# D4 to use thunderbolt?



## globalactone (Mar 26, 2007)

Nikon D4 to support Light Peak/Thunderbolt?

Here some interesting rumours Nikon may be planning on jumping on board with apple's/intel's new Light Peak/Thunderbolt!

Being a Nikon user and of course a Apple user, this would be great! Here's some alleged sketches of the possible new design...


----------



## Jurego (Feb 23, 2011)

Now THAT would be so sweet. Wouldn't there be bottleneck though due to the card transfer rate?


----------



## globalactone (Mar 26, 2007)

This is a very valid point, from what I read the current SDXD has a maximum transfer rate of about 832 Mbit/s.
There is plans that the SD 4.0 specification shall increase this to 2.4 Gbit/s. So still being bottlenecked I think I can handle 2.4 Gbit/s...


----------



## Jurego (Feb 23, 2011)

Yeah, I think I'd be ok with that transfer rate then..


----------



## i-rui (Sep 13, 2006)

would the D4 do HD video? I could see thunderbolt being great if you could hook up a HDD to the camera and record hours of video straight to disk. That would be killer.


----------



## globalactone (Mar 26, 2007)

The D4 will no question have 1080p video, and the built in drive would make a lot of sense too. The camera companies know photographers are needing more and more memory, why not even stick in a 128gb SSD and then have a SD slot and thunder bolt for expandable memory options. These all would be awesome!


----------



## kps (May 4, 2003)

Cool...can't wait to see the price tag. lol


----------



## FeXL (Jan 2, 2004)

kps said:


> Cool...can't wait to see the price tag. lol


First thing I thought, too.

Thx, but no thx...


----------



## globalactone (Mar 26, 2007)

Yea the price is going to be high. But the people usually considering this level will pay 3000-5000 for camera generally. I'm shooting Nikon Pro cameras now an my theory is with cameras if your business can pay for them then awesome but if not then you don't need a pro camera anyways.


----------



## FeXL (Jan 2, 2004)

I shoot Canon pro & I don't see the value in an SSD. Want more storage? Go buy another card.

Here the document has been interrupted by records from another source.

use std::sync::Arc;

use tracing::info;

use crate::auth::password::hash_password;
use crate::dtos::user::{CreateUserRequest, UpdateUserRequest, UserResponse};
use crate::error::AppError;
use crate::models::user::{NewUser, Role, User, UserChanges, UserStatus};
use crate::repository::users::EMAIL_TAKEN;
use crate::repository::UserRepository;
use crate::validation;

const USER_NOT_FOUND: &str = "Usuario no encontrado";

/// Contact fields shared by the admin edit form and the client profile form.
#[derive(Debug, Default)]
pub struct ProfileFields {
    pub name: Option<String>,
    pub email: Option<String>,
    pub phone: Option<String>,
    pub address: Option<String>,
    pub company: Option<String>,
    pub tax_id: Option<String>,
}

#[derive(Clone)]
pub struct UserService {
    users: Arc<dyn UserRepository>,
    bcrypt_cost: u32,
}

impl UserService {
    pub fn new(users: Arc<dyn UserRepository>, bcrypt_cost: u32) -> Self {
        Self { users, bcrypt_cost }
    }

    pub(crate) fn bcrypt_cost(&self) -> u32 {
        self.bcrypt_cost
    }

    pub async fn list_users(&self) -> Result<Vec<UserResponse>, AppError> {
        let users = self.users.list().await?;
        Ok(users.into_iter().map(UserResponse::from).collect())
    }

    pub async fn get_user(&self, id: i64) -> Result<UserResponse, AppError> {
        self.find(id).await.map(UserResponse::from)
    }

    pub async fn create_user(&self, req: CreateUserRequest) -> Result<UserResponse, AppError> {
        let name = validation::required(req.name.as_deref(), "El nombre es obligatorio")?;
        let email = validation::required(req.email.as_deref(), "El email es obligatorio")?;
        let email = validation::email(&email)?;
        let password = req
            .password
            .filter(|p| !p.is_empty())
            .ok_or_else(|| AppError::validation("La contraseña es obligatoria"))?;
        validation::password(&password)?;

        // The unique index is the real guard; this only yields a clearer message.
        if self.users.find_by_email(&email).await?.is_some() {
            return Err(AppError::conflict(EMAIL_TAKEN));
        }

        let password_hash = hash_password(&password, self.bcrypt_cost).await?;
        let user = self
            .users
            .insert(NewUser {
                name,
                email,
                password_hash,
                phone: validation::optional(req.phone),
                address: validation::optional(req.address),
                company: validation::optional(req.company),
                tax_id: validation::optional(req.tax_id),
                role: req.role.unwrap_or(Role::Client),
                status: req.status.unwrap_or(UserStatus::Active),
            })
            .await?;

        info!(user_id = user.id, role = %user.role, "user created");
        Ok(UserResponse::from(user))
    }

    /// `actor_id` is the admin doing the edit. Admins may edit their own
    /// contact fields but cannot demote or deactivate themselves.
    pub async fn update_user(&self, actor_id: i64, id: i64, req: UpdateUserRequest) -> Result<UserResponse, AppError> {
        if actor_id == id {
            let demoted = req.role.is_some_and(|r| r != Role::Admin);
            let deactivated = req.status.is_some_and(|s| s != UserStatus::Active);
            if demoted || deactivated {
                return Err(AppError::forbidden("No puedes cambiar tu propio rol ni desactivar tu cuenta"));
            }
        }

        let fields = ProfileFields {
            name: req.name,
            email: req.email,
            phone: req.phone,
            address: req.address,
            company: req.company,
            tax_id: req.tax_id,
        };
        let mut changes = self.profile_changes(id, fields).await?;
        changes.role = req.role;
        changes.status = req.status;

        let password = req.password.filter(|p| !p.is_empty());
        if let Some(password) = &password {
            validation::password(password)?;
        }

        let user = self.apply_changes(id, changes).await?;

        if let Some(password) = password {
            self.set_password(id, &password).await?;
        }

        info!(user_id = id, "user updated");
        Ok(UserResponse::from(user))
    }

    /// `actor_id` is the admin performing the deletion.
    pub async fn delete_user(&self, actor_id: i64, id: i64) -> Result<(), AppError> {
        if actor_id == id {
            return Err(AppError::forbidden("No puedes eliminar tu propia cuenta"));
        }
        let removed = self.users.delete(id).await?;
        if removed == 0 {
            return Err(AppError::not_found(USER_NOT_FOUND));
        }
        info!(user_id = id, deleted_by = actor_id, "user deleted");
        Ok(())
    }

    /// Creates the configured admin account unless the email is already taken.
    /// Returns whether an account was created.
    pub async fn ensure_admin(&self, email: &str, password: &str) -> Result<bool, AppError> {
        let email = validation::email(email)?;
        if self.users.find_by_email(&email).await?.is_some() {
            return Ok(false);
        }
        self.create_user(CreateUserRequest {
            name: Some("Administrador".to_string()),
            email: Some(email),
            password: Some(password.to_string()),
            role: Some(Role::Admin),
            ..Default::default()
        })
        .await?;
        Ok(true)
    }

    pub(crate) async fn find(&self, id: i64) -> Result<User, AppError> {
        self.users
            .find_by_id(id)
            .await?
            .ok_or_else(|| AppError::not_found(USER_NOT_FOUND))
    }

    /// Validates contact fields for user `id`. The user must exist and a new
    /// email must not belong to anybody else.
    pub(crate) async fn profile_changes(&self, id: i64, fields: ProfileFields) -> Result<UserChanges, AppError> {
        self.find(id).await?;

        let name = match fields.name {
            Some(name) => Some(validation::required(Some(name.as_str()), "El nombre no puede estar vacío")?),
            None => None,
        };

        let email = match fields.email {
            Some(email) => {
                let email = validation::email(&email)?;
                if let Some(owner) = self.users.find_by_email(&email).await? {
                    if owner.id != id {
                        return Err(AppError::conflict(EMAIL_TAKEN));
                    }
                }
                Some(email)
            }
            None => None,
        };

        Ok(UserChanges {
            name,
            email,
            phone: validation::clearable(fields.phone),
            address: validation::clearable(fields.address),
            company: validation::clearable(fields.company),
            tax_id: validation::clearable(fields.tax_id),
            role: None,
            status: None,
        })
    }

    pub(crate) async fn apply_changes(&self, id: i64, changes: UserChanges) -> Result<User, AppError> {
        self.users
            .update(id, changes)
            .await?
            .ok_or_else(|| AppError::not_found(USER_NOT_FOUND))
    }

    pub(crate) async fn set_password(&self, id: i64, password: &str) -> Result<(), AppError> {
        let hash = hash_password(password, self.bcrypt_cost).await?;
        if !self.users.update_password(id, &hash).await? {
            return Err(AppError::not_found(USER_NOT_FOUND));
        }
        Ok(())
    }
}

It's like video. I tried it once when I bought the camera last summer & have had no use for it since. Fine, don't use it. I don't. But I had to pay for it, anyways...


----------



## Joker Eh (Jan 22, 2008)

globalactone said:


> Yea the price is going to be high. But the people usually considering this level will pay 3000-5000 for camera generally. I'm shooting Nikon Pro cameras now an my theory is with cameras if your business can pay for them then awesome but if not then you don't need a pro camera anyways.


Why not have a pro camera because you enjoy taking pro pictures, no need to sell you stuff.


----------



## Joker Eh (Jan 22, 2008)

I really see point in having thunderbolt on the camera. The limiting factor is the SD/CF card they tell you right in the manual to take out the card and place it into a card reader to download the images, and I have heard the same thing from instructors and books. DO NOT DOWNLOAD IMAGES FROM CAMERA connected to computer.

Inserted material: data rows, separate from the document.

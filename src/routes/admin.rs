use axum::{Router, routing::{get, put}, middleware};
use crate::state::AppState;
use crate::handlers::admin::{
    create_order, create_payment, create_project, create_quote, delete_project, list_contact_messages,
    list_orders, list_payments, list_projects, list_quotes, update_project,
};
use crate::middleware::auth::{require_admin, require_auth};

pub fn routes(state: AppState) -> Router<AppState> {
    Router::new()
        .route("/api/admin/contact-messages", get(list_contact_messages))
        .route("/api/admin/projects", get(list_projects).post(create_project))
        .route("/api/admin/projects/{id}", put(update_project).delete(delete_project))
        .route("/api/admin/quotes", get(list_quotes).post(create_quote))
        .route("/api/admin/orders", get(list_orders).post(create_order))
        .route("/api/admin/payments", get(list_payments).post(create_payment))
        .route_layer(middleware::from_fn(require_admin))
        .route_layer(middleware::from_fn_with_state(state, require_auth))
}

So thunderbolt option has to provide something more, maybe transfer images/video directly to powered hard drive, by pass the sd/cf card all together? But again that has possiblity of failure, batteries run out, drive crash.

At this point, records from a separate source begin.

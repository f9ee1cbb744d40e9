use crate::error::AppError;

pub const MIN_PASSWORD_LEN: usize = 6;

/// bcrypt hash, computed off the async reactor.
pub async fn hash_password(password: &str, cost: u32) -> Result<String, AppError> {
    let password = password.to_owned();
    tokio::task::spawn_blocking(move || bcrypt::hash(password, cost))
        .await
        .map_err(|e| AppError::internal(format!("Hash task failed: {e}")))?
        .map_err(|e| AppError::internal(format!("Hash error: {e}")))
}

pub async fn verify_password(password: &str, hash: &str) -> Result<bool, AppError> {
    let password = password.to_owned();
    let hash = hash.to_owned();
    tokio::task::spawn_blocking(move || bcrypt::verify(password, &hash))
        .await
        .map_err(|e| AppError::internal(format!("Verify task failed: {e}")))?
        .map_err(|e| AppError::internal(format!("Password verify error: {e}")))
}
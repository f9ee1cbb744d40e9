use chrono::{DateTime, Utc};
use sqlx::FromRow;

use super::text_enum;

text_enum! {
    /// Access tier. `client` is the only spelling accepted for customers.
    Role {
        Admin => "admin",
        Client => "client",
    }
}

text_enum! {
    UserStatus {
        Active => "active",
        Inactive => "inactive",
    }
}

#[derive(Debug, Clone, FromRow)]
pub struct User {
    pub id: i64,
    pub name: String,
    pub email: String,
    pub password_hash: String,
    pub phone: Option<String>,
    pub address: Option<String>,
    pub company: Option<String>,
    pub tax_id: Option<String>,
    #[sqlx(try_from = "String")]
    pub role: Role,
    #[sqlx(try_from = "String")]
    pub status: UserStatus,
    pub created_at: DateTime<Utc>,
    pub updated_at: DateTime<Utc>,
}

impl User {
    pub fn is_active(&self) -> bool {
        self.status == UserStatus::Active
    }
}

/// Insert payload; the password is already hashed.
#[derive(Debug, Clone)]
pub struct NewUser {
    pub name: String,
    pub email: String,
    pub password_hash: String,
    pub phone: Option<String>,
    pub address: Option<String>,
    pub company: Option<String>,
    pub tax_id: Option<String>,
    pub role: Role,
    pub status: UserStatus,
}

/// Partial update. `None` keeps the stored value; for nullable columns
/// `Some(None)` clears it.
#[derive(Debug, Clone, Default)]
pub struct UserChanges {
    pub name: Option<String>,
    pub email: Option<String>,
    pub phone: Option<Option<String>>,
    pub address: Option<Option<String>>,
    pub company: Option<Option<String>>,
    pub tax_id: Option<Option<String>>,
    pub role: Option<Role>,
    pub status: Option<UserStatus>,
}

But thats ok I see a benefit, the D3s will come down in price and I will pick one up then.


----------



## globalactone (Mar 26, 2007)

For sure all good points, keeping the possibilities with thunderbolt keeping the limitations in mind. I'm just really intrigued to see what the high speed connections like thunderbolt and USB 3 are going to bring the digital markets.


----------



## FeXL (Jan 2, 2004)

Joker Eh said:


> DO NOT DOWNLOAD IMAGES FROM CAMERA connected to computer.


Really? I hadn't heard that (goes to show how much of the manual I read...). Very rarely, we'll have an issue with a CF card where our reader won't/can't download the images. When this happens, we'll connect to the computer with the cable/camera. Gawdawful slow, but we can usually resurrect the images that way.


----------



## Joker Eh (Jan 22, 2008)

FeXL said:


> Really? I hadn't heard that (goes to show how much of the manual I read...). Very rarely, we'll have an issue with a CF card where our reader won't/can't download the images. When this happens, we'll connect to the computer with the cable/camera. Gawdawful slow, but we can usually resurrect the images that way.


I have heard it so many times I take it as gospel. The way I relate it as if I told someone not to touch that button in a software program because it would erase all your data and then they go to press it and it erases everything, and then question me as to what happened. All I can say I told you so. So if a pro who takes pictures for a living tells me to take out my card and put it into a card reader instead of attaching the camera to computer, I do what he tells me.

If it can happen it will happen.


----------